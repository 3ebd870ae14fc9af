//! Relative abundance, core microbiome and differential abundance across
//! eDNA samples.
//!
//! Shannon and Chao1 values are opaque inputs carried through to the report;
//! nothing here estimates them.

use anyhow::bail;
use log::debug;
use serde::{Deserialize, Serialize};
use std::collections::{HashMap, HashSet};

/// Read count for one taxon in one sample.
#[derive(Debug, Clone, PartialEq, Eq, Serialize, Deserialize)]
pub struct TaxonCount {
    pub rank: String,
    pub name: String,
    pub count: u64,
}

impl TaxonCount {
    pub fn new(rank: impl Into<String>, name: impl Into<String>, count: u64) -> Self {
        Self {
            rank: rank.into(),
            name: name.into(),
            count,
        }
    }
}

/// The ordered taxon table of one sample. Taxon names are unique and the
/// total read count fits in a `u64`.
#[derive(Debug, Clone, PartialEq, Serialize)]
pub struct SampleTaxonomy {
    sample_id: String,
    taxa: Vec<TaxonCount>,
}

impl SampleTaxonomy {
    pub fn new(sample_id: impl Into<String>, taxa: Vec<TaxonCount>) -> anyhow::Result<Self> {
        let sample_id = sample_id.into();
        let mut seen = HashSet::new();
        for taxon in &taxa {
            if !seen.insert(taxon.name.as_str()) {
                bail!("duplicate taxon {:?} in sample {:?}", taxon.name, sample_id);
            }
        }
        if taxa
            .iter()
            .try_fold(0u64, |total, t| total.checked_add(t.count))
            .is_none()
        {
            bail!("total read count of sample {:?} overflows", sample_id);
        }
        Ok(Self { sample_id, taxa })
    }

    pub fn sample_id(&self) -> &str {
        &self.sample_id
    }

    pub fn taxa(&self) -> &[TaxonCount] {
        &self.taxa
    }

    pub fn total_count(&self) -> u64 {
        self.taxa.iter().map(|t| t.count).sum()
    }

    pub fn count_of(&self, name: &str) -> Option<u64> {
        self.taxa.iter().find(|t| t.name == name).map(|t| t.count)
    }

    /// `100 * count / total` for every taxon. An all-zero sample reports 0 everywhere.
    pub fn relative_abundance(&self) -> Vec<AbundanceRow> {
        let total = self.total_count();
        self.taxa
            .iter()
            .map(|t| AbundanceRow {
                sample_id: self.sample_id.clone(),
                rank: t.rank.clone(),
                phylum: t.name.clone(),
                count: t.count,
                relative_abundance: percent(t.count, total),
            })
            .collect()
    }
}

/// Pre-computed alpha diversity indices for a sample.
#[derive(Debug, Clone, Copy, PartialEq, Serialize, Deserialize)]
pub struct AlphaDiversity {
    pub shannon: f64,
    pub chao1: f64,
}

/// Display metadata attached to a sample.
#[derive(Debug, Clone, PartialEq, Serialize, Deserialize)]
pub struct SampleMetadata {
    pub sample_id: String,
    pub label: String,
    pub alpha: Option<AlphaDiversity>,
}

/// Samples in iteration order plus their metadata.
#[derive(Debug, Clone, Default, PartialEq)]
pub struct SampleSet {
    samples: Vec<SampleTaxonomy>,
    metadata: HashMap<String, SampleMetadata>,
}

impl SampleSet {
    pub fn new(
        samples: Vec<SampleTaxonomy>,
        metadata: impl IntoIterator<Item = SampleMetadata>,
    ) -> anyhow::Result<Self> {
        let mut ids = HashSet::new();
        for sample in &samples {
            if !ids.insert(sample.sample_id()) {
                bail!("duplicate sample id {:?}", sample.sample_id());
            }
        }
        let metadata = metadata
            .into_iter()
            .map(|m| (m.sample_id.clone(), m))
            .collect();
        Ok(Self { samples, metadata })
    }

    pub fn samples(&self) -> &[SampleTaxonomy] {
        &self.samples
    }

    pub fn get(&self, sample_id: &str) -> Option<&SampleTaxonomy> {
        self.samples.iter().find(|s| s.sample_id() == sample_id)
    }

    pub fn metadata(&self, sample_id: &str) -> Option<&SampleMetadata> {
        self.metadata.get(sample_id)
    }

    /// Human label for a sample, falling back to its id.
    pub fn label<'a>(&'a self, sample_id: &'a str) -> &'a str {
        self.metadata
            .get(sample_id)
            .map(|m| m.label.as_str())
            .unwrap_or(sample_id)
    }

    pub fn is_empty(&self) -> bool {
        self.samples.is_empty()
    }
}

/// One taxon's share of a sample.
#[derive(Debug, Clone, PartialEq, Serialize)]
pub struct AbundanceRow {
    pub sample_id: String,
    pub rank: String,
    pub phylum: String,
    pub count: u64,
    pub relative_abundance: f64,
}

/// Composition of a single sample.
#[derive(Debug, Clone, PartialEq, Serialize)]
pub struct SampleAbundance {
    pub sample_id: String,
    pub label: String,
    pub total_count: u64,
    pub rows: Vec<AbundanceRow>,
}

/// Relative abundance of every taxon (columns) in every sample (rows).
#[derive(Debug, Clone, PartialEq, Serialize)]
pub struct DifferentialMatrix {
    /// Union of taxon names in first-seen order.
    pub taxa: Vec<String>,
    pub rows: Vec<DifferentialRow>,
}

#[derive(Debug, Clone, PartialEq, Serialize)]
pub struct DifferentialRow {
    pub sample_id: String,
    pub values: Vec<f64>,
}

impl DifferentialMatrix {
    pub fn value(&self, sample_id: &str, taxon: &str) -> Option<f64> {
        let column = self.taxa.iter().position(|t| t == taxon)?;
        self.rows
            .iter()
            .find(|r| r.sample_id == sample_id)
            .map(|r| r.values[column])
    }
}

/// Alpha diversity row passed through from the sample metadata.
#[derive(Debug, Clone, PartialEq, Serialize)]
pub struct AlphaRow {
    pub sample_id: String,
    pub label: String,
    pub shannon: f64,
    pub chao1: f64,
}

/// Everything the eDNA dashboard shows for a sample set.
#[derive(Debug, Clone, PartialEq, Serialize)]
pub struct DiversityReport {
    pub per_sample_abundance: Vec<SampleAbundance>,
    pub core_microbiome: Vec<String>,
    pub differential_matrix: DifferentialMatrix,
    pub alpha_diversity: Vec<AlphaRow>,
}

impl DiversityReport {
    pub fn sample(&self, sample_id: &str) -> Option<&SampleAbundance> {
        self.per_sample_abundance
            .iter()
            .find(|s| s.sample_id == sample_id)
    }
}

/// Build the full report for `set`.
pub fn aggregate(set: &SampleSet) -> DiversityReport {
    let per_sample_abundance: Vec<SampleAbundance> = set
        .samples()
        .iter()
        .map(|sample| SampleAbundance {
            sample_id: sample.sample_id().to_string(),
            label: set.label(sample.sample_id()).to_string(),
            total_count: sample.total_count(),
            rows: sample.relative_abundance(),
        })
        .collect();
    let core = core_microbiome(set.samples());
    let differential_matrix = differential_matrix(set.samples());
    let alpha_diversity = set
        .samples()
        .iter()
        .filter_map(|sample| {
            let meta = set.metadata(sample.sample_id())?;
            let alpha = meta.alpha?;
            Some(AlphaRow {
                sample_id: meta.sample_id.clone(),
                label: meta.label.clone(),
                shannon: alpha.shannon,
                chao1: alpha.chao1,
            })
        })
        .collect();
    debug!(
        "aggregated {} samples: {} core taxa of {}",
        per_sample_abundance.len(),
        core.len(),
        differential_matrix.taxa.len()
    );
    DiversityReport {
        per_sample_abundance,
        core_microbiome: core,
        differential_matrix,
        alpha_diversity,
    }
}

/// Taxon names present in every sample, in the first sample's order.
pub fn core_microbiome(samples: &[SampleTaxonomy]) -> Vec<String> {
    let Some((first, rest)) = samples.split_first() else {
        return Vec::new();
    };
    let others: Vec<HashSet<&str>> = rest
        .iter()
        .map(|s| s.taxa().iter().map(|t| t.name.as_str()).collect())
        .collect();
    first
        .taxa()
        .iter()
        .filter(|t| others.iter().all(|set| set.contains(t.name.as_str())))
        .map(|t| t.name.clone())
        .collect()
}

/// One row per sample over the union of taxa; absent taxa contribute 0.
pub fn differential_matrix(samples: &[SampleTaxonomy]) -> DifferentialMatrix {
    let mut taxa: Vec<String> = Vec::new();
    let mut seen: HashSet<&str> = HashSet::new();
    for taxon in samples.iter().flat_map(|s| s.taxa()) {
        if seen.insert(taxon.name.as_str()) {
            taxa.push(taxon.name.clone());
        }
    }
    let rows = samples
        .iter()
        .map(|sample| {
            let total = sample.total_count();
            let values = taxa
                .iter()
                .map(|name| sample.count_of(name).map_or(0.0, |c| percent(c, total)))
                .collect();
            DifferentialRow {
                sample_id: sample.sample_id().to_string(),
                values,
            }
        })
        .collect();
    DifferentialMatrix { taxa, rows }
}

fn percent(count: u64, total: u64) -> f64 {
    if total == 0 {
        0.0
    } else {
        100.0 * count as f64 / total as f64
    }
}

_DIRECTIONS_: Copy each line of the entries that includes the word "names".

_ANSWER BELOW_:
/// The ordered taxon table of one sample. Taxon names are unique and the
    /// Union of taxon names in first-seen order.
/// Taxon names present in every sample, in the first sample's order.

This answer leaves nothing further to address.